### Records for the exercise
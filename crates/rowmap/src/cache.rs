//! Per-table write-through record cache.
//!
//! Each cache-enabled table owns a concurrent map from composite primary
//! key to the last committed record. Maps are type erased here and
//! recovered through [`CacheManager::map`]. A reload builds a fresh map and
//! swaps it in whole.

use std::any::Any;
use std::fmt;
use std::sync::Arc;
use std::sync::atomic::{AtomicBool, Ordering};

use parking_lot::RwLock;
use rowmap_error::{Result, fatal};
use tracing::debug;

use crate::mapper::Mapper;
use crate::record::Record;
use crate::schema::Schema;

pub type CacheMap<R> = scc::HashMap<String, R>;

/// Reloads one table's cache from the store.
pub(crate) type Loader = fn(&Mapper, &str) -> Result<()>;

pub(crate) struct TableCache {
    data: RwLock<Arc<dyn Any + Send + Sync>>,
    record_type: &'static str,
    loader: Loader,
}

impl fmt::Debug for TableCache {
    fn fmt(&self, f: &mut fmt::Formatter<'_>) -> fmt::Result {
        f.debug_struct("TableCache")
            .field("record_type", &self.record_type)
            .finish_non_exhaustive()
    }
}

#[derive(Debug, Default)]
pub struct CacheManager {
    /// Process wide switch. A table's cache is consulted only when this
    /// and the table's own flag are both set.
    enabled: AtomicBool,
    tables: scc::HashMap<String, Arc<TableCache>>,
}

impl CacheManager {
    pub fn new() -> Self {
        Self::default()
    }

    pub fn is_enabled(&self) -> bool {
        self.enabled.load(Ordering::Acquire)
    }

    pub(crate) fn set_enabled(&self, enabled: bool) {
        self.enabled.store(enabled, Ordering::Release)
    }

    /// Create an empty cache for `table` if it doesn't have one yet.
    pub(crate) fn register<R: Record>(&self, table: &str, loader: Loader) {
        if self.tables.contains(table) {
            return;
        }
        let empty: Arc<dyn Any + Send + Sync> = Arc::new(CacheMap::<R>::new());
        let cache = Arc::new(TableCache {
            data: RwLock::new(empty),
            record_type: std::any::type_name::<R>(),
            loader,
        });
        if self.tables.insert(table.to_string(), cache).is_ok() {
            debug!(%table, record = std::any::type_name::<R>(), "registered table cache");
        }
    }

    pub fn is_registered(&self, table: &str) -> bool {
        self.tables.contains(table)
    }

    /// Whether reads and writes on this table go through the cache.
    pub fn is_active(&self, schema: &Schema) -> bool {
        self.is_enabled() && schema.cache_enabled() && self.is_registered(schema.table())
    }

    /// The current map for `table`.
    pub fn map<R: Record>(&self, table: &str) -> Result<Arc<CacheMap<R>>> {
        let cache = self
            .tables
            .read(table, |_, cache| cache.clone())
            .ok_or_else(|| fatal!("table '{table}' has no cache"))?;
        let data = cache.data.read().clone();
        data.downcast::<CacheMap<R>>().map_err(|_| {
            fatal!(
                "cache for table '{table}' holds {}, not {}",
                cache.record_type,
                std::any::type_name::<R>()
            )
        })
    }

    /// The map for the table if its cache is active.
    pub fn active_map<R: Record>(&self, schema: &Schema) -> Result<Option<Arc<CacheMap<R>>>> {
        if !self.is_active(schema) {
            return Ok(None);
        }
        self.map::<R>(schema.table()).map(Some)
    }

    /// Swap in a new map for `table`.
    pub fn replace<R: Record>(&self, table: &str, map: CacheMap<R>) -> Result<()> {
        let cache = self
            .tables
            .read(table, |_, cache| cache.clone())
            .ok_or_else(|| fatal!("table '{table}' has no cache"))?;
        if cache.record_type != std::any::type_name::<R>() {
            return Err(fatal!(
                "cache for table '{table}' holds {}, not {}",
                cache.record_type,
                std::any::type_name::<R>()
            ));
        }
        let len = map.len();
        *cache.data.write() = Arc::new(map);
        debug!(%table, entries = len, "replaced table cache");
        Ok(())
    }

    /// Loaders for every registered table, in no particular order.
    pub(crate) fn loaders(&self) -> Vec<(String, Loader)> {
        let mut out = Vec::with_capacity(self.tables.len());
        self.tables
            .scan(|table, cache| out.push((table.clone(), cache.loader)));
        out
    }

    pub fn clear(&self) {
        self.set_enabled(false);
        self.tables.clear();
    }
}

/// Insert or overwrite the entry for `key`.
pub fn store_entry<R: Record>(map: &CacheMap<R>, key: String, record: R) {
    match map.entry(key) {
        scc::hash_map::Entry::Occupied(mut ent) => {
            *ent.get_mut() = record;
        }
        scc::hash_map::Entry::Vacant(ent) => {
            ent.insert_entry(record);
        }
    }
}

pub fn remove_entry<R: Record>(map: &CacheMap<R>, key: &str) -> bool {
    map.remove(key).is_some()
}

/// Apply `patch` to the entry for `key`. Returns `None` if there is no
/// entry.
pub fn patch_entry<R, F>(map: &CacheMap<R>, key: &str, patch: F) -> Option<Result<()>>
where
    R: Record,
    F: FnOnce(&mut R) -> Result<()>,
{
    map.update(key, |_, record| patch(record))
}

/// Index `records` by composite key. Later records win on key collisions.
pub fn build_map<R: Record>(schema: &Schema, records: Vec<R>) -> Result<CacheMap<R>> {
    let map = CacheMap::with_capacity(records.len());
    for record in records {
        let key = schema.composite_key(&record)?;
        store_entry(&map, key, record);
    }
    Ok(map)
}

/// Every cached record, in no particular order.
pub fn snapshot<R: Record>(map: &CacheMap<R>) -> Vec<R> {
    let mut out = Vec::with_capacity(map.len());
    map.scan(|_, record| out.push(record.clone()));
    out
}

### Goal of the exercise
Set every line of the listing down word for word.

### Completed exercise
filename crates/rowmap/src/cache.rs
//! Per-table write-through record cache.
//!
//! Each cache-enabled table owns a concurrent map from composite primary
//! key to the last committed record. Maps are type erased here and
//! recovered through [`CacheManager::map`]. A reload builds a fresh map and
//! swaps it in whole.

use std::any::Any;
use std::fmt;
use std::sync::Arc;
use std::sync::atomic::{AtomicBool, Ordering};

use parking_lot::RwLock;
use rowmap_error::{Result, fatal};
use tracing::debug;

use crate::mapper::Mapper;
use crate::record::Record;
use crate::schema::Schema;

pub type CacheMap<R> = scc::HashMap<String, R>;

/// Reloads one table's cache from the store.
pub(crate) type Loader = fn(&Mapper, &str) -> Result<()>;

pub(crate) struct TableCache {
    data: RwLock<Arc<dyn Any + Send + Sync>>,
    record_type: &'static str,
    loader: Loader,
}

impl fmt::Debug for TableCache {
    fn fmt(&self, f: &mut fmt::Formatter<'_>) -> fmt::Result {
        f.debug_struct("TableCache")
            .field("record_type", &self.record_type)
            .finish_non_exhaustive()
    }
}

#[derive(Debug, Default)]
pub struct CacheManager {
    /// Process wide switch. A table's cache is consulted only when this
    /// and the table's own flag are both set.
    enabled: AtomicBool,
    tables: scc::HashMap<String, Arc<TableCache>>,
}

impl CacheManager {
    pub fn new() -> Self {
        Self::default()
    }

    pub fn is_enabled(&self) -> bool {
        self.enabled.load(Ordering::Acquire)
    }

    pub(crate) fn set_enabled(&self, enabled: bool) {
        self.enabled.store(enabled, Ordering::Release)
    }

    /// Create an empty cache for `table` if it doesn't have one yet.
    pub(crate) fn register<R: Record>(&self, table: &str, loader: Loader) {
        if self.tables.contains(table) {
            return;
        }
        let empty: Arc<dyn Any + Send + Sync> = Arc::new(CacheMap::<R>::new());
        let cache = Arc::new(TableCache {
            data: RwLock::new(empty),
            record_type: std::any::type_name::<R>(),
            loader,
        });
        if self.tables.insert(table.to_string(), cache).is_ok() {
            debug!(%table, record = std::any::type_name::<R>(), "registered table cache");
        }
    }

    pub fn is_registered(&self, table: &str) -> bool {
        self.tables.contains(table)
    }

    /// Whether reads and writes on this table go through the cache.
    pub fn is_active(&self, schema: &Schema) -> bool {
        self.is_enabled() && schema.cache_enabled() && self.is_registered(schema.table())
    }

    /// The current map for `table`.
    pub fn map<R: Record>(&self, table: &str) -> Result<Arc<CacheMap<R>>> {
        let cache = self
            .tables
            .read(table, |_, cache| cache.clone())
            .ok_or_else(|| fatal!("table '{table}' has no cache"))?;
        let data = cache.data.read().clone();
        data.downcast::<CacheMap<R>>().map_err(|_| {
            fatal!(
                "cache for table '{table}' holds {}, not {}",
                cache.record_type,
                std::any::type_name::<R>()
            )
        })
    }

    /// The map for the table if its cache is active.
    pub fn active_map<R: Record>(&self, schema: &Schema) -> Result<Option<Arc<CacheMap<R>>>> {
        if !self.is_active(schema) {
            return Ok(None);
        }
        self.map::<R>(schema.table()).map(Some)
    }

    /// Swap in a new map for `table`.
    pub fn replace<R: Record>(&self, table: &str, map: CacheMap<R>) -> Result<()> {
        let cache = self
            .tables
            .read(table, |_, cache| cache.clone())
            .ok_or_else(|| fatal!("table '{table}' has no cache"))?;
        if cache.record_type != std::any::type_name::<R>() {
            return Err(fatal!(
                "cache for table '{table}' holds {}, not {}",
                cache.record_type,
                std::any::type_name::<R>()
            ));
        }
        let len = map.len();
        *cache.data.write() = Arc::new(map);
        debug!(%table, entries = len, "replaced table cache");
        Ok(())
    }

    /// Loaders for every registered table, in no particular order.
    pub(crate) fn loaders(&self) -> Vec<(String, Loader)> {
        let mut out = Vec::with_capacity(self.tables.len());
        self.tables
            .scan(|table, cache| out.push((table.clone(), cache.loader)));
        out
    }

    pub fn clear(&self) {
        self.set_enabled(false);
        self.tables.clear();
    }
}

/// Insert or overwrite the entry for `key`.
pub fn store_entry<R: Record>(map: &CacheMap<R>, key: String, record: R) {
    match map.entry(key) {
        scc::hash_map::Entry::Occupied(mut ent) => {
            *ent.get_mut() = record;
        }
        scc::hash_map::Entry::Vacant(ent) => {
            ent.insert_entry(record);
        }
    }
}

pub fn remove_entry<R: Record>(map: &CacheMap<R>, key: &str) -> bool {
    map.remove(key).is_some()
}

/// Apply `patch` to the entry for `key`. Returns `None` if there is no
/// entry.
pub fn patch_entry<R, F>(map: &CacheMap<R>, key: &str, patch: F) -> Option<Result<()>>
where
    R: Record,
    F: FnOnce(&mut R) -> Result<()>,
{
    map.update(key, |_, record| patch(record))
}

/// Index `records` by composite key. Later records win on key collisions.
pub fn build_map<R: Record>(schema: &Schema, records: Vec<R>) -> Result<CacheMap<R>> {
    let map = CacheMap::with_capacity(records.len());
    for record in records {
        let key = schema.composite_key(&record)?;
        store_entry(&map, key, record);
    }
    Ok(map)
}

/// Every cached record, in no particular order.
pub fn snapshot<R: Record>(map: &CacheMap<R>) -> Vec<R> {
    let mut out = Vec::with_capacity(map.len());
    map.scan(|_, record| out.push(record.clone()));
    out
}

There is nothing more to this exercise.